Exercise requirements: Within the entries below, find every line that has the string "EntityId", then copy it.

*** Opening Material provided ***

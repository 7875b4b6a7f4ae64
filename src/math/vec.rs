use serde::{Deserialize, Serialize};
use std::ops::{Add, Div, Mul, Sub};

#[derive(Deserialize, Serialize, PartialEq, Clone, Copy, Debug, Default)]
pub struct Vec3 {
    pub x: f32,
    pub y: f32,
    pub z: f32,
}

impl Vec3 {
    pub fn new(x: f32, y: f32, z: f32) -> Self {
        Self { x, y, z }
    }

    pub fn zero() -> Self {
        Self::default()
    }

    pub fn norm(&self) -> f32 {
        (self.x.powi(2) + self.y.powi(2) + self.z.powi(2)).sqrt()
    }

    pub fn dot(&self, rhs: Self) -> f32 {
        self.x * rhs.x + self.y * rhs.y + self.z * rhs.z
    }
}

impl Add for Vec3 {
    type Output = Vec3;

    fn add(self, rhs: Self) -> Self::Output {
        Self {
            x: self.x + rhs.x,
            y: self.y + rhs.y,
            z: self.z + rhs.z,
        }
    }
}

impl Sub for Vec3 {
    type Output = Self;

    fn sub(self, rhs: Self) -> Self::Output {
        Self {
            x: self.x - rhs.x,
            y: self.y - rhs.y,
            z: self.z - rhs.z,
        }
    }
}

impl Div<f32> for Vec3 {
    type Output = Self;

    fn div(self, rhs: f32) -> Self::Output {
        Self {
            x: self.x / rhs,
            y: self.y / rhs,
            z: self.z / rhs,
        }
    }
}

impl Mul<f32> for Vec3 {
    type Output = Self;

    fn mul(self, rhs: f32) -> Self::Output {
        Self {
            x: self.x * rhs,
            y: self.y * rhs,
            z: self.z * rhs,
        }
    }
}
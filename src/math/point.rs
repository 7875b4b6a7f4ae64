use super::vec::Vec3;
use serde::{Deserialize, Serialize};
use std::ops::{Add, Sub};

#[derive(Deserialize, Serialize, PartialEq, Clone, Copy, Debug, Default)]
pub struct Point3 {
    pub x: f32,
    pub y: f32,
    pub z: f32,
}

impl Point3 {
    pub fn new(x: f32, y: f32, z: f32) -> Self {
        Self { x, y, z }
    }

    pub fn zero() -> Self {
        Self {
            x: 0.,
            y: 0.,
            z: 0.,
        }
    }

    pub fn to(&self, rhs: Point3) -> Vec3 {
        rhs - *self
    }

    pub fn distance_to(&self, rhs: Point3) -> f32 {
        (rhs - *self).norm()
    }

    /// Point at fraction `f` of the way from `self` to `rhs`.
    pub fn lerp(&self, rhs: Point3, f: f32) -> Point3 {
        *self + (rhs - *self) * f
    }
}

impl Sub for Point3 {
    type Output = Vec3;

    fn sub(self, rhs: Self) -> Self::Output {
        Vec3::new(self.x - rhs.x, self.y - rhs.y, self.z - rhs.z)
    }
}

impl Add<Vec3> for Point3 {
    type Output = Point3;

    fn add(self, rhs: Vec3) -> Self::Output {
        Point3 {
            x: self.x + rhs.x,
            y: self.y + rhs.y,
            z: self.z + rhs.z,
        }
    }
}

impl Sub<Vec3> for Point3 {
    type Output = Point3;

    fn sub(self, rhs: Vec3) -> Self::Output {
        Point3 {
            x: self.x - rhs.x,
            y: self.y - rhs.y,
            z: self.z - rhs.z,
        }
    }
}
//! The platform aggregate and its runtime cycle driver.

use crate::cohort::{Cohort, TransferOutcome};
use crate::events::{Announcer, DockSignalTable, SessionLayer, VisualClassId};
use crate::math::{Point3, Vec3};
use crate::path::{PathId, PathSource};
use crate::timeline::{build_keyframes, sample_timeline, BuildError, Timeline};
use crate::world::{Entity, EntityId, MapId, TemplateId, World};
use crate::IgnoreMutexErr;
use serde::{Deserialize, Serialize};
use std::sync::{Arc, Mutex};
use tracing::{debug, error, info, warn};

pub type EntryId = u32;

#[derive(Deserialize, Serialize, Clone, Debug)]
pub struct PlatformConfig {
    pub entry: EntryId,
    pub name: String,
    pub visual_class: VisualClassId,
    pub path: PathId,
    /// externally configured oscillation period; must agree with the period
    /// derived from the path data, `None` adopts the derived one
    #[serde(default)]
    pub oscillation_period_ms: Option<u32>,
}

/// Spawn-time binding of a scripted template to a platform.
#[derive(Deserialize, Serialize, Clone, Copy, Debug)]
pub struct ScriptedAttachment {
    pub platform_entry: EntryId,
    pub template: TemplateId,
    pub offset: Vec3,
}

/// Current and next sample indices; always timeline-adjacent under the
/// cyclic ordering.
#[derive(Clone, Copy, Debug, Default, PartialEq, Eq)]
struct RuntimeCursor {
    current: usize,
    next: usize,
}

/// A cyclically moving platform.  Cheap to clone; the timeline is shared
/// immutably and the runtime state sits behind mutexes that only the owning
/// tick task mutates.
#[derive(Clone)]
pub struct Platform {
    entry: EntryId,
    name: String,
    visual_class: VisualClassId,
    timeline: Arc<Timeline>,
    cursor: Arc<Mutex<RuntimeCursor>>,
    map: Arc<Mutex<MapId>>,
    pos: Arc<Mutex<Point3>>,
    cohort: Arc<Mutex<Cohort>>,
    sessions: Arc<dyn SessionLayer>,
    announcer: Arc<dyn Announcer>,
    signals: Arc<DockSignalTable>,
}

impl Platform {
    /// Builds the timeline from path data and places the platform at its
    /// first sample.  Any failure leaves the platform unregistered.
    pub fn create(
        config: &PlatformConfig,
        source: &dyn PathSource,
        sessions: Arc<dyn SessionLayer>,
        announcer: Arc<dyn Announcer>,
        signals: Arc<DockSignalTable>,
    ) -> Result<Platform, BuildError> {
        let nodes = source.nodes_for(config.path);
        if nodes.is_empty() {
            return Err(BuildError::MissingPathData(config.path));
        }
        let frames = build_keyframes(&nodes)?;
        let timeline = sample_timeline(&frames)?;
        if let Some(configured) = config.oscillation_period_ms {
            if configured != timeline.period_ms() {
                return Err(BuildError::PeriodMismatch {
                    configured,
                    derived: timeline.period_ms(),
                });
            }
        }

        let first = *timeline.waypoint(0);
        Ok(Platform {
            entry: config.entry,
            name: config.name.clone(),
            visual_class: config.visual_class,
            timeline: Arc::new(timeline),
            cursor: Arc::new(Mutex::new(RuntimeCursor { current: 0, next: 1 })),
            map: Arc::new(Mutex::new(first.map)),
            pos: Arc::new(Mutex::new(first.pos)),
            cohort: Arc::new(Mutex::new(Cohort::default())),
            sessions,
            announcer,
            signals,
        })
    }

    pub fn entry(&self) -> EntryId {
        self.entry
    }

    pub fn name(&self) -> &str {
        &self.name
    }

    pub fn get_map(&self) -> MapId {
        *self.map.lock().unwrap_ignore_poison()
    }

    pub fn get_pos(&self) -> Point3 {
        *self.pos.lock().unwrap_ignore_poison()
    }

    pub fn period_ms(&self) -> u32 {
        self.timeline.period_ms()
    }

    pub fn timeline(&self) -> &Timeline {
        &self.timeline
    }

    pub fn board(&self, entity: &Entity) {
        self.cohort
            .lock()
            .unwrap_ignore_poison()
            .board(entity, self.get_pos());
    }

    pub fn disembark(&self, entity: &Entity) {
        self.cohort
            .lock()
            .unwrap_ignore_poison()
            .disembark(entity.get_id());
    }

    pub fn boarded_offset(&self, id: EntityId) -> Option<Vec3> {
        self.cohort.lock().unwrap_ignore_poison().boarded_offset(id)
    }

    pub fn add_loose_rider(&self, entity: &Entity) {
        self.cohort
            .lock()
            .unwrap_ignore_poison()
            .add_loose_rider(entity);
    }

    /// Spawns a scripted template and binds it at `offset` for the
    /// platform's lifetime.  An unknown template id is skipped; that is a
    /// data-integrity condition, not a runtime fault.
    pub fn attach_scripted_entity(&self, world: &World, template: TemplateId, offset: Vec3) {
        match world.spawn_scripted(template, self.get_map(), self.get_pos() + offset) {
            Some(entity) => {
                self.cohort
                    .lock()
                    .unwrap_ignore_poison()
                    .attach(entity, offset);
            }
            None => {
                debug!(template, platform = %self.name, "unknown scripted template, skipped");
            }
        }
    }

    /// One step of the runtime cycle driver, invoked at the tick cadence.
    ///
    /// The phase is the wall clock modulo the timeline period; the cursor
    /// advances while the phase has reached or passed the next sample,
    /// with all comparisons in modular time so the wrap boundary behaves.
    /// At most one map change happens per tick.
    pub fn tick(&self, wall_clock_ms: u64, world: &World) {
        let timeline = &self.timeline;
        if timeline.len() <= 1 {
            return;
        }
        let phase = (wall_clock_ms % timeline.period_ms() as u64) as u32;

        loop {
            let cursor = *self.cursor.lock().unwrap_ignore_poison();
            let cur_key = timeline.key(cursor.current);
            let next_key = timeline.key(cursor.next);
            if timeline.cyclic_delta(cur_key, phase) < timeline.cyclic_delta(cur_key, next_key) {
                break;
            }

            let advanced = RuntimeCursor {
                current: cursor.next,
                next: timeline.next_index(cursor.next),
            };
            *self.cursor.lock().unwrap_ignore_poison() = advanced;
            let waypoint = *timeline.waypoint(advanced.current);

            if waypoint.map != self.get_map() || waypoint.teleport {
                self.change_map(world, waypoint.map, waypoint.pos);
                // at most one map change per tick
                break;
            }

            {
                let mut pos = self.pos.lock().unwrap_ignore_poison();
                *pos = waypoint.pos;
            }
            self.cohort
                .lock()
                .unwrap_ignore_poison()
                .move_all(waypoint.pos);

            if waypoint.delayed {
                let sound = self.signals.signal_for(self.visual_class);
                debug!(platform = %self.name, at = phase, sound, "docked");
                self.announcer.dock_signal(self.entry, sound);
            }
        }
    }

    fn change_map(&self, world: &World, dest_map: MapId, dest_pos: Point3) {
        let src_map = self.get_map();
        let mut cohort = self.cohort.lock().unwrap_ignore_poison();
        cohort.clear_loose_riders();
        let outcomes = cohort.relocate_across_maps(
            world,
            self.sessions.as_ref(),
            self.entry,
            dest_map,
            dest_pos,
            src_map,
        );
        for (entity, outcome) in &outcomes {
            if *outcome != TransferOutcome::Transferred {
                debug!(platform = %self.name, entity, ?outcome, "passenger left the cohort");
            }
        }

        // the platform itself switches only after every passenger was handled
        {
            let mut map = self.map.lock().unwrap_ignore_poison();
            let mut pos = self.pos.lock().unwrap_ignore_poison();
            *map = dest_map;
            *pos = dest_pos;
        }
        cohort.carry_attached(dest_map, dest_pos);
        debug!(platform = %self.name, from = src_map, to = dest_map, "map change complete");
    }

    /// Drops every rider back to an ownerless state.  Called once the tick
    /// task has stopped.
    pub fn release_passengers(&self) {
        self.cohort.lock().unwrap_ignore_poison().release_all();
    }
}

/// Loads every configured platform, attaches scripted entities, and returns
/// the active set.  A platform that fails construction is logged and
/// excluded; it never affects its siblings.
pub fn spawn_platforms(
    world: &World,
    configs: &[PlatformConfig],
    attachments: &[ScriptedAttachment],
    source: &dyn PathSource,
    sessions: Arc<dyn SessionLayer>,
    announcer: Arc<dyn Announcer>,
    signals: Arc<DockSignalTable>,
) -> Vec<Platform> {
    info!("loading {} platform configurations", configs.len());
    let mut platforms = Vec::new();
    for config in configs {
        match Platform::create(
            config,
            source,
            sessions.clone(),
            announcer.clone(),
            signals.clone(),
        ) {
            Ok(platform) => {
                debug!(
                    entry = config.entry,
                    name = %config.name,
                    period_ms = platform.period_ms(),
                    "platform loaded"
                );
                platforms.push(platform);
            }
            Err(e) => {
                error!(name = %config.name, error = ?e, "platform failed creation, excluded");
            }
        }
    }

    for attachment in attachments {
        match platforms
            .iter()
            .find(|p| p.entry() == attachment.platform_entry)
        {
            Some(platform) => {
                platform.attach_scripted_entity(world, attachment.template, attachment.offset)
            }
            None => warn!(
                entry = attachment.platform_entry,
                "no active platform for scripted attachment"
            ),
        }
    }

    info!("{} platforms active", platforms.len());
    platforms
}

*** Closing Material provided ***
*** Opening Material provided ***

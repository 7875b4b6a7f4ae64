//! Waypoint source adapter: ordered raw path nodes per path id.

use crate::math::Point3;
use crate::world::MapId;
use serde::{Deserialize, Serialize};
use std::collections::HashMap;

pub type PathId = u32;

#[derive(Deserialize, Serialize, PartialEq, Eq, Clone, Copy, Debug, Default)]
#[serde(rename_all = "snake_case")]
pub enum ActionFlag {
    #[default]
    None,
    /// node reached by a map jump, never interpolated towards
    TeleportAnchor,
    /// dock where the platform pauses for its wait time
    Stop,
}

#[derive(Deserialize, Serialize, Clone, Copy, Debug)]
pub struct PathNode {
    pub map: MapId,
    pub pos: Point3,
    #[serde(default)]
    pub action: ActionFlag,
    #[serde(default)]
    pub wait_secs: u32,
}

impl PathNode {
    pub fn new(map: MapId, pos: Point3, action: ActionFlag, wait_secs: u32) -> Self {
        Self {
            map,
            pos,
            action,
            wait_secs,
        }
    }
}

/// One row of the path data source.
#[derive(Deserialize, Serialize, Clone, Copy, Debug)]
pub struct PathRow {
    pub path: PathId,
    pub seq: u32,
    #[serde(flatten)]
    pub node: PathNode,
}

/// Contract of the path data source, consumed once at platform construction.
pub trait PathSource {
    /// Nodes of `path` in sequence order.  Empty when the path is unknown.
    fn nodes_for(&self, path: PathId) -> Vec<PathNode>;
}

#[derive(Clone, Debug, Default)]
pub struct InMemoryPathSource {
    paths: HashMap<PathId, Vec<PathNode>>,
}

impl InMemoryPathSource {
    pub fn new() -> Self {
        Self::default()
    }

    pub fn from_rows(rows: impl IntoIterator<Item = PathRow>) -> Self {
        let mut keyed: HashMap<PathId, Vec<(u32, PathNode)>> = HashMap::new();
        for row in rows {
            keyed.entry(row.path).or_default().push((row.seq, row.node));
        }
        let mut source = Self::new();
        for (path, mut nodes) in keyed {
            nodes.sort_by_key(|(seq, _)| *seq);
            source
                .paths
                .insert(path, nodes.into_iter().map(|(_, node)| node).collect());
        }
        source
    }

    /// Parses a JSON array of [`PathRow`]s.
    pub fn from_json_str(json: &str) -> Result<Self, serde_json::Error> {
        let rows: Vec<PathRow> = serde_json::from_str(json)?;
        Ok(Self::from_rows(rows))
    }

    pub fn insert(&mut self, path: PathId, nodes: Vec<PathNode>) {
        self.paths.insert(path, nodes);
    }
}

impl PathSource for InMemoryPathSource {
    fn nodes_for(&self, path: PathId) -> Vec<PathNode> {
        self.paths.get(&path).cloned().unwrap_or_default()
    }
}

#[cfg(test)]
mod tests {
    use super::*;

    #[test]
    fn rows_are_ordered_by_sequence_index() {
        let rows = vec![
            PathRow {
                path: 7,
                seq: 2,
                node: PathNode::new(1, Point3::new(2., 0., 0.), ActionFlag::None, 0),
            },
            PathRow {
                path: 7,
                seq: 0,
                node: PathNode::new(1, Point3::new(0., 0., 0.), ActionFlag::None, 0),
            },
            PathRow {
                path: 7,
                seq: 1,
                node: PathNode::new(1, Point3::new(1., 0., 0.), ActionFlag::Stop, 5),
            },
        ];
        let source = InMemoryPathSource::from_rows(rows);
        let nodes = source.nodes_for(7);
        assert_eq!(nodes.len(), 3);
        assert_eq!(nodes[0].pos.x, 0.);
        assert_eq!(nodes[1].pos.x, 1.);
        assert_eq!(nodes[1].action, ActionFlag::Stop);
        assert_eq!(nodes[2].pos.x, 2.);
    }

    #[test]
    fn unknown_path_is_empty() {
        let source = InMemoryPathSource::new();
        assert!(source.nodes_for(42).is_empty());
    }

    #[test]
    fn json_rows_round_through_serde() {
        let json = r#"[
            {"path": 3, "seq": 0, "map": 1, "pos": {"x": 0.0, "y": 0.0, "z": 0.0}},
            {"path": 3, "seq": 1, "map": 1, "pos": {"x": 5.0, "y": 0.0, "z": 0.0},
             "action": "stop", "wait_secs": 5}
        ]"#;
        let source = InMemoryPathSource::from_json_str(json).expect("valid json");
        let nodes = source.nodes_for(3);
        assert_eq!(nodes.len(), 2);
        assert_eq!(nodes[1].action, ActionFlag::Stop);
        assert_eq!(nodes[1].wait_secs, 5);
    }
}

*** Closing Material provided ***

Worked solution:
use crate::world::{Entity, EntityId, MapId, TemplateId, World};
    pub fn boarded_offset(&self, id: EntityId) -> Option<Vec3> {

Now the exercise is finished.